Aussie pear program aims to speed up investment returns

Today's Headline
Aussie pear program aims to speed up investment returns

In an attempt to revitalize a currently lethargic pear market, Australian Scientists are experimenting with two new breeds of pears in a project funded by the state government in Victoria. The project’s senior research scientist Dr Ian Goodwin, told the six-year program aims to rejuvenate the Australian pear industry and increase market penetration overseas with better quality fruit.

Traditional pears, bred in the 1800s, are struggling to compete in produce aisles where other types of fruit are more appealing to consumers for their freshness and quality.

"With regard to our traditional types of pears, there hasn’t been a change in variety for quite a long time," Goodwin said.

The team at the Department of Primary Industries (DPI) has bred two new pear varieties under the Australian National Pear Breeding Program at Tatura in Victoria. Chosen for breeding in 2001, the new pears are both a red blush variety with advantageous attributes for growers, exporters and consumers.

With traditional pear trees returning investment to growers in 10 years, the program aims to halve this figure with pears that will develop their sweetness on the tree.

"The first breed is an early pear which means it can be picked three to four weeks before traditional pears, and it’s a crisp and firm pear that can be picked and eaten straight from the tree."

The second pear, although harvested at the same time as traditional pears, has a buttery texture and is very resilient to cool storage.

Goodwin said such qualities were vital for exports, as previously Australian pears could not compete with the quality and freshness of their overseas counterparts.

"The attraction of storage increases potential for exporting fruit and is appealing when exporting to winter markets."

Goodwin added the program would likely produce more varieties of pear, including a variety that is resistant to black spot.

The project’s molecular plant breeder, Dr. Susanna Turpin, says breeding varieties of pears with favorable attributes is a very long and difficult process.
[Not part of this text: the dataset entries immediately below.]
//! Metrics export functionality for various formats.

use super::metrics::{MetricsSnapshot, PriorityMetrics};
use crate::error::{Error, Result};
use crate::scheduler::Priority;
use serde::Serialize;

/// Trait for exporting metrics to different formats
pub trait MetricsExporter: Send + Sync {
    /// Export a metrics snapshot
    fn export(&self, snapshot: &MetricsSnapshot) -> Result<()>;
}

/// Export metrics to a pretty-printed JSON file
pub struct JsonExporter {
    output_path: std::path::PathBuf,
}

impl JsonExporter {
    pub fn new(output_path: impl Into<std::path::PathBuf>) -> Self {
        Self {
            output_path: output_path.into(),
        }
    }
}

impl MetricsExporter for JsonExporter {
    fn export(&self, snapshot: &MetricsSnapshot) -> Result<()> {
        let serializable = SerializableSnapshot::from(snapshot);
        let json = serde_json::to_string_pretty(&serializable)
            .map_err(|e| Error::telemetry(format!("JSON serialization failed: {}", e)))?;

        std::fs::write(&self.output_path, json)
            .map_err(|e| Error::telemetry(format!("failed to write file: {}", e)))?;

        Ok(())
    }
}

#[derive(Debug, Clone, Serialize)]
struct SerializableSnapshot {
    uptime_secs: f64,
    tasks_per_second: f64,
    priorities: Vec<SerializablePriority>,
}

#[derive(Debug, Clone, Serialize)]
struct SerializablePriority {
    priority: Priority,
    tasks_executed: u64,
    tasks_panicked: u64,
    busy_time_ms: u64,
    avg_latency_us: f64,
    p50_latency_us: f64,
    p95_latency_us: f64,
    p99_latency_us: f64,
    max_latency_us: f64,
}

impl From<&PriorityMetrics> for SerializablePriority {
    fn from(m: &PriorityMetrics) -> Self {
        Self {
            priority: m.priority,
            tasks_executed: m.tasks_executed,
            tasks_panicked: m.tasks_panicked,
            busy_time_ms: m.busy_time_ns / 1_000_000,
            avg_latency_us: m.avg_latency_ns as f64 / 1_000.0,
            p50_latency_us: m.p50_latency_ns as f64 / 1_000.0,
            p95_latency_us: m.p95_latency_ns as f64 / 1_000.0,
            p99_latency_us: m.p99_latency_ns as f64 / 1_000.0,
            max_latency_us: m.max_latency_ns as f64 / 1_000.0,
        }
    }
}

impl From<&MetricsSnapshot> for SerializableSnapshot {
    fn from(snapshot: &MetricsSnapshot) -> Self {
        Self {
            uptime_secs: snapshot.uptime.as_secs_f64(),
            tasks_per_second: snapshot.tasks_per_second(),
            priorities: snapshot.priorities.iter().map(SerializablePriority::from).collect(),
        }
    }
}

/// Export metrics as `tracing` events, one per priority.
#[derive(Debug, Default)]
pub struct LogExporter;

impl MetricsExporter for LogExporter {
    fn export(&self, snapshot: &MetricsSnapshot) -> Result<()> {
        for m in &snapshot.priorities {
            tracing::info!(
                priority = %m.priority,
                executed = m.tasks_executed,
                panicked = m.tasks_panicked,
                p50_us = m.p50_latency_ns / 1_000,
                p99_us = m.p99_latency_ns / 1_000,
                "scheduler metrics"
            );
        }
        Ok(())
    }
}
"The most important process in breeding is to select the best parents to cross breed, with the combination of attributes that are desirable in a new pear variety, and that there is sufficient variation within the population for these traits to make improvements.

"Unfortunately many of the traits we’re interested in such as disease resistance and high productivity are controlled by many genes and do not have high heritability or are in parents that also contain undesirable traits."

She said multiple generations of breeding were necessary to cultivate the desired attributes to a commercial standard.

Consumers are too often unsure when fruits like pears are ripened enough to eat. The project has recently developed a third variety of red blush pear, just ready for commercial evaluation.

"[This] can be eaten either crisp or ripened to a soft texture and shows a distinct background color change from green to yellow when fully ripened, taking the difficulty out of determining when the pear is properly softened to eat."

Currently, Goodwin and his team have planted the early harvest pear crops in an experimental orchard in Tatura for further evaluation and testing.

"In this particular experiment we are testing irrigation, root pruning techniques as well as stagger plantation and grafting trees to different root stocks."

Fruit quality, productivity and tree phenology is also closely monitored during this period of experimentation.

In 2010, Coregeo Australia, a division of Apple and Pear Australia Ltd, obtained the commercialization rights to the new pear varieties, which will be named and marketed to the industry.